The deep learning–enabled classification module is one of the highlighted functionalities of Lilikoi v2.0. The deep learning framework uses the same dataset and adopts the same architecture as previously described [9]. The objective is to distinguish the 204 ER+ samples from the 67 ER− samples. We split the data in a roughly 4:1 ratio into training and test data, with 10-fold cross-validation in the training data. We repeated this process 10 times randomly, to obtain averaged metrics.

We used the metabolite features as the inputs for deep learning–based classification, along with other popular methods: LDA, SVM, RF, RPART, LOG, and GBM (Methods). As shown in Fig. 2A and Table 1, deep learning on average performs the best overall in the training data, with a significantly higher F1 statistic value (0.95) and sensitivity (0.98) than all other methods. The F1 statistic is a good unbiased metric given the unbalanced samples in the ER+ and ER− classes. However, the specificity (0.75) in the training dataset is second to the lowest (SPEC of LDA = 0.72).
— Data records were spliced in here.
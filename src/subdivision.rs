//! Exact Sierpinski triangle by subdivision.
//!
//! The outer triangle is drawn once in colour. On top of it, in a y down
//! frame, the removed centre triangles are painted with the background
//! colour: the centre of the whole triangle, then the centres of its three
//! corner triangles, and so on. The mask pass goes first so the depth test
//! keeps the colour pass from covering it.

use crate::config::SubdivisionConfig;
use crate::geometry::{Orientation, Placement, Point, TriangleSink, SIN_60};
use crate::scene::{Colour, Fill, FrameInfo, Key, Pass, Scene};

/// Triangles drawn for `depth`: `count(0) = 1`, `count(d) = 1 + 3 * count(d - 1)`.
pub fn triangle_count(depth: u32) -> u64 {
    (0..depth).fold(1u64, |count, _| count.saturating_mul(3).saturating_add(1))
}

/// One triangle plus, while depth remains, three half scale children.
#[derive(Debug, Clone, Copy)]
pub struct Subdivision {
    pub anchor: Point,
    pub scale: f32,
    pub depth: u32,
}

impl Subdivision {
    pub fn new(anchor: Point, scale: f32, depth: u32) -> Self {
        Subdivision {
            anchor,
            scale,
            depth,
        }
    }

    /// Pre-order walk, children visited left, top, right.
    ///
    /// Uses an explicit stack, which never holds more than `2 * depth + 1`
    /// entries, so deep levels cost heap instead of call stack.
    pub fn visit<S: TriangleSink + ?Sized>(&self, sink: &mut S) {
        let mut stack = Vec::with_capacity(2 * self.depth as usize + 1);
        stack.push((self.anchor, self.scale, self.depth));

        while let Some((p, scale, level)) = stack.pop() {
            sink.triangle(Placement {
                position: p,
                scale,
            });

            if level == 0 {
                continue;
            }

            let s = scale / 2.0;
            let left = Point::new(p.x - s / 2.0, p.y + s * SIN_60);
            let top = Point::new(p.x + s / 2.0, p.y - s * SIN_60);
            let right = Point::new(p.x + s / 2.0 + s, p.y + s * SIN_60);

            // reversed, the stack pops left first
            stack.push((right, s, level - 1));
            stack.push((top, s, level - 1));
            stack.push((left, s, level - 1));
        }
    }

    pub fn placements(&self) -> Vec<Placement> {
        let mut placements = Vec::with_capacity(triangle_count(self.depth).min(1 << 20) as usize);
        self.visit(&mut placements);
        placements
    }
}

/// Live adjustable depth, floored at zero and capped at `max`.
#[derive(Debug, Clone, Copy, PartialEq, Eq)]
pub struct DepthControl {
    depth: u32,
    max: u32,
}

impl DepthControl {
    pub fn new(depth: u32, max: u32) -> Self {
        DepthControl {
            depth: depth.min(max),
            max,
        }
    }

    pub fn depth(&self) -> u32 {
        self.depth
    }

    pub fn max(&self) -> u32 {
        self.max
    }

    /// Returns false when already at the cap.
    pub fn raise(&mut self) -> bool {
        if self.depth >= self.max {
            return false;
        }
        self.depth += 1;
        true
    }

    /// Returns false when already at zero.
    pub fn lower(&mut self) -> bool {
        if self.depth == 0 {
            return false;
        }
        self.depth -= 1;
        true
    }
}

pub struct SubdivisionScene {
    config: SubdivisionConfig,
    depth: DepthControl,
}

impl SubdivisionScene {
    pub fn new(config: SubdivisionConfig) -> Self {
        let depth = DepthControl::new(config.initial_depth, config.max_depth);

        SubdivisionScene { config, depth }
    }

    pub fn depth(&self) -> u32 {
        self.depth.depth()
    }

    /// Coloured triangle the mask is cut out of, in the y up frame.
    fn outline(&self) -> Placement {
        let anchor = self.config.anchor;
        let scale = self.config.scale;

        Placement::new(
            anchor.x - scale / 2.0,
            -anchor.y - scale * SIN_60,
            scale * 2.0,
        )
    }
}

impl Scene for SubdivisionScene {
    fn clear_colour(&self) -> Colour {
        self.config.background
    }

    fn handle_key(&mut self, key: Key) -> bool {
        let changed = match key {
            Key::Up => self.depth.raise(),
            Key::Down => self.depth.lower(),
            _ => false,
        };

        if changed {
            log::debug!(
                "depth {} ({} triangles)",
                self.depth.depth(),
                triangle_count(self.depth.depth())
            );
        } else if key == Key::Up {
            log::debug!("depth already at maximum {}", self.depth.max());
        }

        changed
    }

    fn passes(&mut self, _frame: &FrameInfo) -> Vec<Pass> {
        let mask = Subdivision::new(self.config.anchor, self.config.scale, self.depth.depth());

        vec![
            Pass {
                orientation: Orientation::YDown,
                fill: Fill::Flat(self.config.mask_colour),
                placements: mask.placements(),
            },
            Pass {
                orientation: Orientation::YUp,
                fill: Fill::Gradient,
                placements: vec![self.outline()],
            },
        ]
    }
}

#[cfg(test)]
mod tests {
    use super::*;
    use approx::assert_abs_diff_eq;
    use std::time::Duration;

    fn recurse(p: Point, scale: f32, level: u32, out: &mut Vec<Placement>) {
        out.push(Placement { position: p, scale });
        if level == 0 {
            return;
        }
        let s = scale / 2.0;
        recurse(Point::new(p.x - s / 2.0, p.y + s * SIN_60), s, level - 1, out);
        recurse(Point::new(p.x + s / 2.0, p.y - s * SIN_60), s, level - 1, out);
        recurse(Point::new(p.x + s / 2.0 + s, p.y + s * SIN_60), s, level - 1, out);
    }

    fn frame() -> FrameInfo {
        FrameInfo {
            elapsed: Duration::from_secs(1),
            frame: 60,
            aspect: 1.0,
        }
    }

    #[test]
    fn count_recurrence() {
        assert_eq!(triangle_count(0), 1);
        assert_eq!(triangle_count(1), 4);
        assert_eq!(triangle_count(2), 13);
        assert_eq!(triangle_count(10), 88_573);
        assert_eq!(triangle_count(200), u64::MAX);

        for d in 0..8 {
            let drawn = Subdivision::new(Point::new(0.0, 0.0), 1.0, d).placements();
            assert_eq!(drawn.len() as u64, triangle_count(d));
        }
    }

    #[test]
    fn depth_zero_draws_anchor_only() {
        let drawn = Subdivision::new(Point::new(-0.5, 0.0), 1.0, 0).placements();
        assert_eq!(drawn, vec![Placement::new(-0.5, 0.0, 1.0)]);
    }

    #[test]
    fn depth_two_halves_scale_per_level() {
        let drawn = Subdivision::new(Point::new(-0.5, 0.0), 1.0, 2).placements();
        assert_eq!(drawn.len(), 13);

        let at = |scale: f32| drawn.iter().filter(|p| p.scale == scale).count();
        assert_eq!(at(1.0), 1);
        assert_eq!(at(0.5), 3);
        assert_eq!(at(0.25), 9);

        // first child: left of the root
        assert_abs_diff_eq!(drawn[1].position.x, -0.75, epsilon = 1e-6);
        assert_abs_diff_eq!(drawn[1].position.y, 0.5 * SIN_60, epsilon = 1e-6);
    }

    #[test]
    fn order_matches_recursive_definition() {
        let anchor = Point::new(-0.5, 0.0);
        let mut expected = Vec::new();
        recurse(anchor, 1.0, 5, &mut expected);

        assert_eq!(Subdivision::new(anchor, 1.0, 5).placements(), expected);
    }

    #[test]
    fn depth_floors_at_zero() {
        let mut depth = DepthControl::new(0, 4);
        assert!(!depth.lower());
        assert_eq!(depth.depth(), 0);

        assert!(depth.raise());
        assert!(depth.lower());
        assert!(!depth.lower());
        assert_eq!(depth.depth(), 0);
    }

    #[test]
    fn depth_stops_at_max() {
        let mut depth = DepthControl::new(9, 3);
        assert_eq!(depth.depth(), 3);
        assert!(!depth.raise());
        assert_eq!(depth.depth(), 3);
    }

    #[test]
    fn keys_drive_scene_depth() {
        let mut scene = SubdivisionScene::new(SubdivisionConfig::default().with_max_depth(2));

        assert!(!scene.handle_key(Key::Down));
        assert!(scene.handle_key(Key::Up));
        assert!(scene.handle_key(Key::Up));
        assert!(!scene.handle_key(Key::Up));
        assert!(!scene.handle_key(Key::Other));
        assert_eq!(scene.depth(), 2);

        let passes = scene.passes(&frame());
        assert_eq!(passes[0].placements.len(), 13);
    }

    #[test]
    fn mask_pass_precedes_outline() {
        let mut scene = SubdivisionScene::new(SubdivisionConfig::default().with_initial_depth(1));
        let passes = scene.passes(&frame());

        assert_eq!(passes.len(), 2);

        assert_eq!(passes[0].orientation, Orientation::YDown);
        assert_eq!(passes[0].fill, Fill::Flat([0.1, 0.1, 0.11, 1.0]));
        assert_eq!(passes[0].placements.len(), 4);
        assert_eq!(passes[0].placements[0], Placement::new(-0.5, 0.0, 1.0));

        assert_eq!(passes[1].orientation, Orientation::YUp);
        assert_eq!(passes[1].fill, Fill::Gradient);
        assert_eq!(passes[1].placements.len(), 1);

        let outline = passes[1].placements[0];
        assert_abs_diff_eq!(outline.position.x, -1.0, epsilon = 1e-6);
        assert_abs_diff_eq!(outline.position.y, -SIN_60, epsilon = 1e-6);
        assert_abs_diff_eq!(outline.scale, 2.0, epsilon = 1e-6);
    }
}
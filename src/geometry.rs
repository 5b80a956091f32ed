use cgmath::{vec3, Matrix4};

/// sin(60°), height of an equilateral triangle with unit side.
pub const SIN_60: f32 = 0.866;

/// Mesh uploaded once and instanced by every draw call.
pub const UNIT_TRIANGLE: [[f32; 3]; 3] = [[0.0, 0.0, 0.0], [0.5, SIN_60, 0.0], [1.0, 0.0, 0.0]];

/// Attractors of the chaos game.
pub const REFERENCE_TRIANGLE: Triangle = Triangle::new(
    Point::new(-0.5, 0.0),
    Point::new(0.0, SIN_60),
    Point::new(0.5, 0.0),
);

const EPSILON: f32 = 1e-6;

/// Position in normalized device space.
#[derive(Debug, Default, PartialEq, Clone, Copy)]
pub struct Point {
    pub x: f32,
    pub y: f32,
}

impl Point {
    pub const fn new(x: f32, y: f32) -> Self {
        Self { x, y }
    }

    pub fn midpoint(self, other: Point) -> Point {
        Point::new((other.x + self.x) / 2.0, (other.y + self.y) / 2.0)
    }
}

#[derive(Debug, PartialEq, Clone, Copy)]
pub struct Triangle {
    pub vertices: [Point; 3],
}

impl Triangle {
    pub const fn new(a: Point, b: Point, c: Point) -> Self {
        Self {
            vertices: [a, b, c],
        }
    }

    /// Inclusive test, points on an edge count as inside.
    pub fn contains(&self, p: Point) -> bool {
        let [a, b, c] = self.vertices;

        // z component of (q - o) x (p - o)
        let side = |o: Point, q: Point| (q.x - o.x) * (p.y - o.y) - (q.y - o.y) * (p.x - o.x);

        let d1 = side(a, b);
        let d2 = side(b, c);
        let d3 = side(c, a);

        let has_neg = d1 < -EPSILON || d2 < -EPSILON || d3 < -EPSILON;
        let has_pos = d1 > EPSILON || d2 > EPSILON || d3 > EPSILON;

        !(has_neg && has_pos)
    }
}

/// Where one copy of the unit triangle goes: translation plus uniform scale.
#[derive(Debug, PartialEq, Clone, Copy)]
pub struct Placement {
    pub position: Point,
    pub scale: f32,
}

impl Placement {
    pub fn new(x: f32, y: f32, scale: f32) -> Self {
        Self {
            position: Point::new(x, y),
            scale,
        }
    }
}

/// Receives every triangle a generator wants drawn.
pub trait TriangleSink {
    fn triangle(&mut self, placement: Placement);
}

impl TriangleSink for Vec<Placement> {
    fn triangle(&mut self, placement: Placement) {
        self.push(placement);
    }
}

/// Direction of the y axis after projection.
#[derive(Debug, PartialEq, Eq, Clone, Copy)]
pub enum Orientation {
    YUp,
    YDown,
}

/// Orthographic projection keeping the aspect ratio, x spans [-aspect, aspect].
pub fn projection(aspect: f32, orientation: Orientation) -> Matrix4<f32> {
    let (bottom, top) = match orientation {
        Orientation::YUp => (-1.0, 1.0),
        Orientation::YDown => (1.0, -1.0),
    };

    cgmath::ortho(-aspect, aspect, bottom, top, 1.0, -1.0)
}

/// Column major MVP ready to be sent as a `mat4` uniform.
pub fn mvp(projection: &Matrix4<f32>, placement: Placement) -> [[f32; 4]; 4] {
    let model = Matrix4::from_translation(vec3(placement.position.x, placement.position.y, 0.0))
        * Matrix4::from_scale(placement.scale);

    (*projection * model).into()
}
use std::time::{Duration, Instant};

use crate::geometry::{Orientation, Placement};

pub type Colour = [f32; 4];

/// How the fragment shader colours a pass.
#[derive(Debug, PartialEq, Clone, Copy)]
pub enum Fill {
    Flat(Colour),
    /// Red and green follow the screen position.
    Gradient,
}

/// Batch of triangles sharing projection and fill.
#[derive(Debug, Clone)]
pub struct Pass {
    pub orientation: Orientation,
    pub fill: Fill,
    pub placements: Vec<Placement>,
}

/// Keys the demos care about, decoupled from the windowing crate.
#[derive(Debug, PartialEq, Eq, Clone, Copy)]
pub enum Key {
    Escape,
    Up,
    Down,
    Other,
}

#[derive(Debug, Clone, Copy)]
pub struct FrameInfo {
    /// Time since the first frame.
    pub elapsed: Duration,
    /// Zero based index of the frame being drawn.
    pub frame: u64,
    /// Framebuffer width / height.
    pub aspect: f32,
}

pub struct FrameClock {
    started: Option<Instant>,
    frames: u64,
}

impl FrameClock {
    pub fn new() -> Self {
        Self {
            started: None,
            frames: 0,
        }
    }

    /// Starts counting on the first call.
    pub fn tick(&mut self, aspect: f32) -> FrameInfo {
        let started = *self.started.get_or_insert_with(Instant::now);

        let info = FrameInfo {
            elapsed: started.elapsed(),
            frame: self.frames,
            aspect,
        };
        self.frames += 1;

        info
    }
}

impl Default for FrameClock {
    fn default() -> Self {
        Self::new()
    }
}

/// One demo: owns all of its state and describes each frame as passes.
pub trait Scene {
    fn clear_colour(&self) -> Colour;

    /// Returns true when the key changed what gets drawn.
    fn handle_key(&mut self, key: Key) -> bool;

    /// Passes are drawn in order against a shared depth buffer.
    fn passes(&mut self, frame: &FrameInfo) -> Vec<Pass>;
}
//! Two OpenGL demos drawing the Sierpinski triangle: the chaos game and
//! recursive subdivision.

#[macro_use]
extern crate glium;

pub mod chaos;
pub mod config;
pub mod error;
pub mod geometry;
pub mod logging;
pub mod opengl;
pub mod scene;
pub mod shader;
pub mod subdivision;

pub use error::Error;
The advantage of deep learning is more pronounced in the test dataset (Fig. 2B and Table 1), where it achieves the highest values in Accuracy = 0.91, SEN = 0.95, and F1 statistic = 0.93. Again the specificity is lower than other methods (0.69), probably due to the size of the samples. As a word of caution, the computation time to run the deep learning method is significantly longer than other machine learning methods, and it is only beneficial when the sample size is moderate (on the order of hundreds).

Figure 2:

Figure 2:

Model evaluation on deep learning (DL) and other machine learning techniques. (A) Metrics on training datasets; (B) metrics on test datasets. GBM: generalized boosted model; LDA: linear discriminant analysis; LOG: logistic regression; RF: random forest; RPART: recursive partitioning and regression analysis; SVM: support vector machine. *P < 0.05 (1-tail t-test) compared to the same metric in DL; **P < 0.01 (1-tail t-test); Accuracy, measures how well the model distinguishes between classes. Sensitivity (SEN) measures the capability of a model to correctly identify cases or diseases. Specificity (SPEC) measures the capability of a model to correctly identify controls or normal status. F1 statistic measures the accuracy of a model. Balanced accuracy is the mean of specificity and sensitivity, a good metric to consider when the sample sizes in cases and controls are not balanced.

Table 1:

Performance of classification models on training and reserved test dataset. Boldface signifies that DL method is statistically significantly better in the metric, compared to other methods.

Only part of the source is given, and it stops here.